Après l’exérèse de la tumeur, une IRM du cerveau est réalisée pour vérifier que l’intégralité des tissus tumoraux ont été retirés.

« Ce type d’intervention demande une excellente coordination entre les neurochirurgiens, les anesthésistes, les radiologues et les équipes du bloc et les manipulateurs IRM, expliquent de concert le Pr Guillevin et le Dr Page. Il faut également beaucoup d’anticipation pour que tout se déroule sans problème. » L’IRM 3 tesla utilisée lors de l’intervention n’est en effet pas dédiée au bloc opératoire et a une activité quotidienne partagée avec l’activité clinique classique et les activités de recherche en imagerie gérées par le laboratoire Dactim-mis**. L’air de la salle doit être extrait et recyclé au moins une heure avant que le patient n’y entre. De plus, aucun objet en métal ne doit être introduit dans cette salle, ce qui demande un équipement spécifique (le métal de la tétière a été remplacé par du carbone par exemple) et une attention toute particulière des participants à l’intervention.
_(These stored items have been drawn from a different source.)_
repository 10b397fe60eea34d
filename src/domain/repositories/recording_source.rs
use async_trait::async_trait;
use bytes::Bytes;
use mockall::automock;
use url::Url;

use crate::domain::value_objects::ingestion_errors::IngestionError;

#[automock]
#[async_trait]
pub trait RecordingSourceClient {
    /// Single fetch attempt. Implementations classify failures into
    /// `TransientTransport` or `ClientContent` and must not retry.
    async fn fetch(&self, url: &Url, max_size_bytes: u64) -> Result<Bytes, IngestionError>;
}
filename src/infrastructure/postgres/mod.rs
pub mod postgres_connection;
pub mod repositories;
pub mod schema;
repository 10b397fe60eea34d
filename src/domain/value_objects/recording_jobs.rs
use anyhow::{Result, bail};
use serde::{Deserialize, Serialize};
use url::Url;
use uuid::Uuid;

// Call-completed job descriptor handed over by the webhook layer
#[derive(Debug, Clone, Serialize, Deserialize, PartialEq)]
#[serde(rename_all = "camelCase")]
pub struct RecordingIngestionRequest {
    pub call_id: Uuid,
    pub call_sid: String,
    pub recording_url: String,
    /// Seconds; providers may send fractional values.
    pub recording_duration: f64,
}

impl RecordingIngestionRequest {
    pub fn to_job(self) -> Result<RecordingJob> {
        let call_sid = self.call_sid.trim().to_string();
        if call_sid.is_empty() {
            bail!("callSid is required");
        }

        let recording_url = Url::parse(self.recording_url.trim())
            .map_err(|err| anyhow::anyhow!("recordingUrl is invalid: {err}"))?;
        if !matches!(recording_url.scheme(), "http" | "https") {
            bail!("recordingUrl is invalid: unsupported scheme {}", recording_url.scheme());
        }

        let duration = self.recording_duration;
        if !duration.is_finite() {
            bail!("recordingDuration is invalid: must be a finite number");
        }
        if duration < 0.0 {
            bail!("recordingDuration is invalid: must not be negative");
        }
        if duration.round() > f64::from(i32::MAX) {
            bail!("recordingDuration is invalid: {duration} seconds is out of range");
        }

        Ok(RecordingJob {
            call_id: self.call_id,
            call_sid,
            recording_url,
            recording_duration_sec: duration.round() as i32,
        })
    }
}

/// One ingestion run's input. Never persisted; only the outcome is.
#[derive(Debug, Clone, PartialEq)]
pub struct RecordingJob {
    pub call_id: Uuid,
    pub call_sid: String,
    pub recording_url: Url,
    pub recording_duration_sec: i32,
}

#[derive(Debug, Clone, Copy, Serialize, Deserialize, PartialEq)]
pub struct QueuedResponse {
    pub queued: bool,
}

#[cfg(test)]
mod tests {
    use super::*;

    fn request(url: &str) -> RecordingIngestionRequest {
        RecordingIngestionRequest {
            call_id: Uuid::new_v4(),
            call_sid: "CA1234567890".to_string(),
            recording_url: url.to_string(),
            recording_duration: 42.0,
        }
    }

    #[test]
    fn deserializes_camel_case_descriptor() {
        let call_id = Uuid::new_v4();
        let raw = serde_json::json!({
            "callId": call_id,
            "callSid": "CA42",
            "recordingUrl": "https://api.provider.test/recordings/RE42",
            "recordingDuration": 17
        });

        let request: RecordingIngestionRequest = serde_json::from_value(raw).unwrap();
        assert_eq!(request.call_id, call_id);
        assert_eq!(request.call_sid, "CA42");
        assert_eq!(request.recording_duration, 17.0);
    }

    #[test]
    fn fractional_duration_rounds_to_whole_seconds() {
        let raw = serde_json::json!({
            "callId": Uuid::new_v4(),
            "callSid": "CA42",
            "recordingUrl": "https://api.provider.test/recordings/RE42",
            "recordingDuration": 12.5
        });

        let parsed: RecordingIngestionRequest = serde_json::from_value(raw).unwrap();
        let job = parsed.to_job().unwrap();
        assert_eq!(job.recording_duration_sec, 13);

        let mut req = request("https://api.provider.test/recordings/RE1");
        req.recording_duration = 0.4;
        assert_eq!(req.to_job().unwrap().recording_duration_sec, 0);
    }

    #[test]
    fn negative_and_non_finite_durations_are_rejected() {
        for duration in [-1.0, -0.5, f64::NAN, f64::INFINITY, f64::NEG_INFINITY, 1e12] {
            let mut req = request("https://api.provider.test/recordings/RE1");
            req.recording_duration = duration;
            let err = req.to_job().unwrap_err().to_string();
            assert!(err.contains("recordingDuration is invalid"), "{duration}: {err}");
        }
    }

    #[test]
    fn valid_request_becomes_job() {
        let job = request("https://api.provider.test/recordings/RE1")
            .to_job()
            .unwrap();
        assert_eq!(job.call_sid, "CA1234567890");
        assert_eq!(job.recording_url.host_str(), Some("api.provider.test"));
        assert_eq!(job.recording_duration_sec, 42);
    }

    #[test]
    fn unsupported_urls_are_rejected() {
        for raw in ["not a url", "ftp://provider.test/rec.wav", "file:///tmp/rec.wav"] {
            let err = request(raw).to_job().unwrap_err().to_string();
            assert!(err.contains("recordingUrl is invalid"), "got: {err}");
        }
    }

    #[test]
    fn blank_call_sid_is_rejected() {
        let mut req = request("https://api.provider.test/recordings/RE1");
        req.call_sid = "   ".to_string();
        let err = req.to_job().unwrap_err().to_string();
        assert!(err.contains("callSid is required"), "got: {err}");
    }

    #[test]
    fn queued_response_serializes_as_flag() {
        let body = serde_json::to_value(QueuedResponse { queued: true }).unwrap();
        assert_eq!(body, serde_json::json!({ "queued": true }));
    }
}
use std::fmt::Display;

#[derive(Debug, Clone, Copy, PartialEq, Eq)]
pub enum AudioContainer {
    Wav,
    Mp3,
    Id3TaggedMp3,
}

impl AudioContainer {
    /// Matches the leading bytes of a recording against known signatures.
    pub fn sniff(header: &[u8]) -> Option<AudioContainer> {
        match header {
            [0x52, 0x49, 0x46, 0x46, ..] => Some(AudioContainer::Wav),
            [0x49, 0x44, 0x33, ..] => Some(AudioContainer::Id3TaggedMp3),
            // 11-bit MPEG audio frame sync
            [0xFF, second, ..] if second & 0xE0 == 0xE0 => Some(AudioContainer::Mp3),
            _ => None,
        }
    }

    pub fn extension(&self) -> &'static str {
        match self {
            AudioContainer::Wav => "wav",
            AudioContainer::Mp3 | AudioContainer::Id3TaggedMp3 => "mp3",
        }
    }
}

impl Display for AudioContainer {
    fn fmt(&self, f: &mut std::fmt::Formatter<'_>) -> std::fmt::Result {
        let container = match self {
            AudioContainer::Wav => "wav",
            AudioContainer::Mp3 => "mp3",
            AudioContainer::Id3TaggedMp3 => "id3",
        };
        write!(f, "{}", container)
    }
}

/// Non-fatal finding: the header matched no known signature.
#[derive(Debug, Clone, PartialEq, Eq)]
pub struct ValidationAdvisory {
    pub header_hex: String,
}

#[derive(Debug, Clone, PartialEq, Eq)]
pub struct ValidationReport {
    pub size_bytes: usize,
    pub container: Option<AudioContainer>,
    pub advisory: Option<ValidationAdvisory>,
}

impl ValidationReport {
    pub fn is_clean(&self) -> bool {
        self.advisory.is_none()
    }
}
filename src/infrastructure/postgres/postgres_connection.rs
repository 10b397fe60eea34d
use anyhow::{Context, Result};
use diesel::{
    Connection, PgConnection,
    connection::CacheSize,
    r2d2::{ConnectionManager, CustomizeConnection, Error as R2d2Error, Pool},
};

/// Pooled connections may sit behind a transaction-mode pooler, which does
/// not keep prepared statements between checkouts.
#[derive(Debug, Default)]
struct DisablePreparedStatements;

impl CustomizeConnection<PgConnection, R2d2Error> for DisablePreparedStatements {
    fn on_acquire(&self, conn: &mut PgConnection) -> std::result::Result<(), R2d2Error> {
        conn.set_prepared_statement_cache_size(CacheSize::Disabled);
        Ok(())
    }
}

pub type PgPool = Pool<ConnectionManager<PgConnection>>;

pub fn establish_connection(database_url: &str) -> Result<PgPool> {
    let manager = ConnectionManager::<PgConnection>::new(database_url);
    let pool = Pool::builder()
        .connection_customizer(Box::new(DisablePreparedStatements))
        .build(manager)
        .context("failed to build postgres connection pool")?;
    Ok(pool)
}
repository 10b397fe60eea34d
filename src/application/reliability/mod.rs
pub mod circuit_breaker;
pub mod clock;
pub mod retry_policy;
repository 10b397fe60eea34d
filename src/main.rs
use anyhow::Result;
use tracing::error;

#[tokio::main]
async fn main() -> Result<()> {
    if let Err(error) = recording_ingest::run().await {
        error!("Recording ingestion exited with error: {}", error);
        std::process::exit(1);
    }
    Ok(())
}
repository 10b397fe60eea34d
pub mod s3_recording_storage;
mod config;

use anyhow::Result;
use config::{LogFormat, ObservabilityConfig};
use tracing::{info, warn};
use tracing_subscriber::{
    EnvFilter, fmt::time::ChronoLocal, layer::SubscriberExt, util::SubscriberInitExt,
};

pub fn init_observability(component: &str) -> Result<()> {
    let config = ObservabilityConfig::from_env(component);

    // RUST_LOG overrides; plain `info` otherwise.
    let env_filter = EnvFilter::try_from_default_env().unwrap_or_else(|_| EnvFilter::new("info"));

    // Local time so `TZ=...` shows the offset in log timestamps.
    let timer = ChronoLocal::rfc_3339();

    match config.log_format {
        LogFormat::Json => tracing_subscriber::registry()
            .with(
                tracing_subscriber::fmt::layer()
                    .json()
                    .with_current_span(true)
                    .with_timer(timer),
            )
            .with(env_filter)
            .try_init()?,
        LogFormat::Text => tracing_subscriber::registry()
            .with(tracing_subscriber::fmt::layer().with_timer(timer))
            .with(env_filter)
            .try_init()?,
    }

    for warning in &config.warnings {
        warn!(
            service = %config.service_context.service_name,
            environment = %config.service_context.environment,
            component = %config.service_context.component,
            warning = %warning,
            "Observability config warning"
        );
    }

    info!(
        service = %config.service_context.service_name,
        environment = %config.service_context.environment,
        component = %config.service_context.component,
        log_format = ?config.log_format,
        "Observability initialized"
    );

    Ok(())
}
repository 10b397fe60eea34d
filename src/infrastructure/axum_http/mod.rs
pub mod default_routers;
pub mod http_serve;
pub mod routers;
pub mod recording_source;
pub mod reliability;
pub mod usercases;
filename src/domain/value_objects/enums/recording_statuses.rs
use serde::{Deserialize, Serialize};
use std::{fmt::Display, str::FromStr};

/// Recording lifecycle persisted on the owning call record.
#[derive(Default, Debug, Clone, Copy, Serialize, Deserialize, PartialEq, Eq)]
#[serde(rename_all = "snake_case")]
pub enum RecordingStatus {
    #[default]
    Queued,
    Downloading,
    Validated,
    Uploading,
    Completed,
    Failed,
}

impl RecordingStatus {
    pub fn is_terminal(&self) -> bool {
        matches!(self, RecordingStatus::Completed | RecordingStatus::Failed)
    }
}

impl Display for RecordingStatus {
    fn fmt(&self, f: &mut std::fmt::Formatter<'_>) -> std::fmt::Result {
        let recording_status = match self {
            RecordingStatus::Queued => "queued",
            RecordingStatus::Downloading => "downloading",
            RecordingStatus::Validated => "validated",
            RecordingStatus::Uploading => "uploading",
            RecordingStatus::Completed => "completed",
            RecordingStatus::Failed => "failed",
        };
        write!(f, "{}", recording_status)
    }
}

impl FromStr for RecordingStatus {
    type Err = anyhow::Error;

    fn from_str(s: &str) -> Result<Self, Self::Err> {
        match s {
            "queued" => Ok(RecordingStatus::Queued),
            "downloading" => Ok(RecordingStatus::Downloading),
            "validated" => Ok(RecordingStatus::Validated),
            "uploading" => Ok(RecordingStatus::Uploading),
            "completed" => Ok(RecordingStatus::Completed),
            "failed" => Ok(RecordingStatus::Failed),
            other => Err(anyhow::anyhow!("Unsupported recording status: {}", other)),
        }
    }
}
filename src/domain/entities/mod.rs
pub mod call_recordings;
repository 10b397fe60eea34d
use std::{fmt::Display, str::FromStr, time::Duration};

use anyhow::{Context, Result, anyhow, bail};

use super::config_model::{Database, DotEnvyConfig, RecordingIngestion, WorkerServer};
use crate::{
    application::{
        reliability::{
            circuit_breaker::{CircuitBreakerConfig, DEFAULT_COOLDOWN, DEFAULT_FAILURE_THRESHOLD},
            retry_policy::{DEFAULT_BASE_DELAY, DEFAULT_MAX_ATTEMPTS, RetryPolicy},
        },
        usercases::{
            recording_download::{
                DEFAULT_ATTEMPT_TIMEOUT, DEFAULT_MAX_RECORDING_SIZE_BYTES, DownloadConfig,
            },
            recording_ingestion::{
                DEFAULT_MAX_CONCURRENT_RUNS, DEFAULT_QUEUE_CAPACITY, SchedulerConfig,
            },
        },
    },
    infrastructure::{
        http::recording_source::BasicCredentials,
        storages::s3_recording_storage::RecordingStorageConfig,
    },
};

pub fn load() -> Result<DotEnvyConfig> {
    dotenvy::dotenv().ok();
    load_from(|key| std::env::var(key).ok())
}

/// Builds the config from `lookup` instead of the process environment.
pub fn load_from<F>(lookup: F) -> Result<DotEnvyConfig>
where
    F: Fn(&str) -> Option<String>,
{
    let env = Env { lookup };

    let worker_server = WorkerServer {
        port: env.parse_or("SERVER_PORT_WORKER", 8081)?,
        body_limit: env.positive_or("SERVER_BODY_LIMIT", 1)?,
        timeout: env.positive_or("SERVER_TIMEOUT", 30)?,
    };

    let database = Database {
        url: env.required("DATABASE_URL")?,
    };

    let download = DownloadConfig {
        attempt_timeout: Duration::from_millis(env.positive_or(
            "RECORDING_DOWNLOAD_TIMEOUT_MS",
            DEFAULT_ATTEMPT_TIMEOUT.as_millis() as u64,
        )?),
        max_size_bytes: env.positive_or(
            "RECORDING_MAX_SIZE_BYTES",
            DEFAULT_MAX_RECORDING_SIZE_BYTES,
        )?,
    };

    let retry_policy = RetryPolicy::new(
        env.positive_or("RECORDING_DOWNLOAD_MAX_ATTEMPTS", DEFAULT_MAX_ATTEMPTS)?,
        Duration::from_millis(env.parse_or(
            "RECORDING_DOWNLOAD_BACKOFF_BASE_MS",
            DEFAULT_BASE_DELAY.as_millis() as u64,
        )?),
    );

    let source_credentials = match (
        env.optional("RECORDING_SOURCE_USERNAME"),
        env.optional("RECORDING_SOURCE_PASSWORD"),
    ) {
        (Some(username), Some(password)) => Some(BasicCredentials { username, password }),
        (None, None) => None,
        (Some(_), None) => bail!("RECORDING_SOURCE_PASSWORD is invalid: required with RECORDING_SOURCE_USERNAME"),
        (None, Some(_)) => bail!("RECORDING_SOURCE_USERNAME is invalid: required with RECORDING_SOURCE_PASSWORD"),
    };

    let storage_breaker = CircuitBreakerConfig {
        failure_threshold: env.positive_or(
            "STORAGE_BREAKER_FAILURE_THRESHOLD",
            DEFAULT_FAILURE_THRESHOLD,
        )?,
        cooldown: Duration::from_millis(env.positive_or(
            "STORAGE_BREAKER_COOLDOWN_MS",
            DEFAULT_COOLDOWN.as_millis() as u64,
        )?),
    };

    let scheduler = SchedulerConfig {
        max_concurrent_runs: env
            .positive_or("INGESTION_MAX_CONCURRENT_RUNS", DEFAULT_MAX_CONCURRENT_RUNS)?,
        queue_capacity: env.positive_or("INGESTION_QUEUE_CAPACITY", DEFAULT_QUEUE_CAPACITY)?,
    };

    let recording_storage = RecordingStorageConfig {
        endpoint: env.required("RECORDING_STORAGE_S3_ENDPOINT")?,
        region: env.required("RECORDING_STORAGE_S3_REGION")?,
        bucket: env.required("RECORDING_STORAGE_S3_BUCKET")?,
        access_key_id: env.required("RECORDING_STORAGE_S3_ACCESS_KEY_ID")?,
        secret_access_key: env.required("RECORDING_STORAGE_S3_SECRET_ACCESS_KEY")?,
        key_prefix: env
            .optional("RECORDING_STORAGE_S3_KEY_PREFIX")
            .unwrap_or_else(|| "recordings".to_string()),
    };

    Ok(DotEnvyConfig {
        worker_server,
        database,
        recording_ingestion: RecordingIngestion {
            download,
            retry_policy,
            source_credentials,
            storage_breaker,
            scheduler,
        },
        recording_storage,
    })
}

struct Env<F> {
    lookup: F,
}

impl<F> Env<F>
where
    F: Fn(&str) -> Option<String>,
{
    /// Set and non-blank, trimmed.
    fn optional(&self, key: &str) -> Option<String> {
        (self.lookup)(key)
            .map(|value| value.trim().to_string())
            .filter(|value| !value.is_empty())
    }

    fn required(&self, key: &str) -> Result<String> {
        self.optional(key).ok_or_else(|| anyhow!("{key} is invalid"))
    }

    fn parse_or<T>(&self, key: &str, default: T) -> Result<T>
    where
        T: FromStr,
        T::Err: Display,
    {
        match self.optional(key) {
            Some(raw) => raw
                .parse::<T>()
                .map_err(|err| anyhow!("{err}"))
                .with_context(|| format!("{key} is invalid")),
            None => Ok(default),
        }
    }

    fn positive_or<T>(&self, key: &str, default: T) -> Result<T>
    where
        T: FromStr + Default + PartialEq,
        T::Err: Display,
    {
        let value = self.parse_or(key, default)?;
        if value == T::default() {
            bail!("{key} is invalid: must be greater than zero");
        }
        Ok(value)
    }
}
« Nous avons réalisé plusieurs simulations afin de ne commettre aucune erreur le jour de la première intervention, illustre le Dr Page. Cela a été très bénéfique. Nous avons pu vérifier et compléter les check-lists fournis par le fabricant de l’IRM. »

 

Une porte relie l'IRM 3 tesla du centre cardio-vasculaire au bloc opératoire attenant.

Recherche clinique
« L’utilisation de l’IRM peropératoire se fait sur le temps consacré à la recherche clinique, ajoute le Pr Guillevin. Au CHU de Poitiers, nous avons la chance de posséder le seul IRM 3 tesla dotée d’une imagerie multinoyaux contiguë à un bloc opératoire en Europe et nous sommes heureux de participer à des programmes si innovants. » Le laboratoire Dactim travaille notamment sur la production d’informations complémentaires à transmettre au neurochirurgien pendant le contrôle mais aussi après, dans les dix minutes que dure le retour du patient dans le bloc opératoire. « Cela demande beaucoup de travail et de formation de la part des ingénieurs, des radiologues et du personnel paramédical pour traiter toutes ces images en si peu de temps », poursuit le Pr Guillevin.

L’objectif du service de neurochirurgie et du laboratoire Dactim est maintenant de pouvoir réaliser chaque semaine plusieurs interventions faisant appel à l’IRM peropératoire. Pour l’instant, les patients susceptibles de bénéficier de cette technique sont ceux porteurs de métastases, de méningiomes, de gliomes et de lésions de l’hypophyse. « Mais nous espérons élargir les indications à l’avenir », annonce le Pr Guillevin.

*Financée avec le soutien de l’Union européenne.

** Dactim-mis (Data Analysis and Computation Through Imaging & Modeling) constitue ainsi une des équipes de l’UMR- CNRS-LMA (Laboratoire, mathématiques et applications). Cette équipe, dirigée par le Pr Rémy Guillevin, s’intéresse à l’extraction et la modélisation mathématique de paramètres issus de l’imagerie médicale en exploitant les systèmes d’imagerie (notamment du centre cardio-vasculaire. Il s’agit de mettre en place des applications utilisant l’imagerie afin de mieux guider et adapter les chirurgies anticancéreuses des lésions tumorales cérébrales et, à terme, d’autres organes.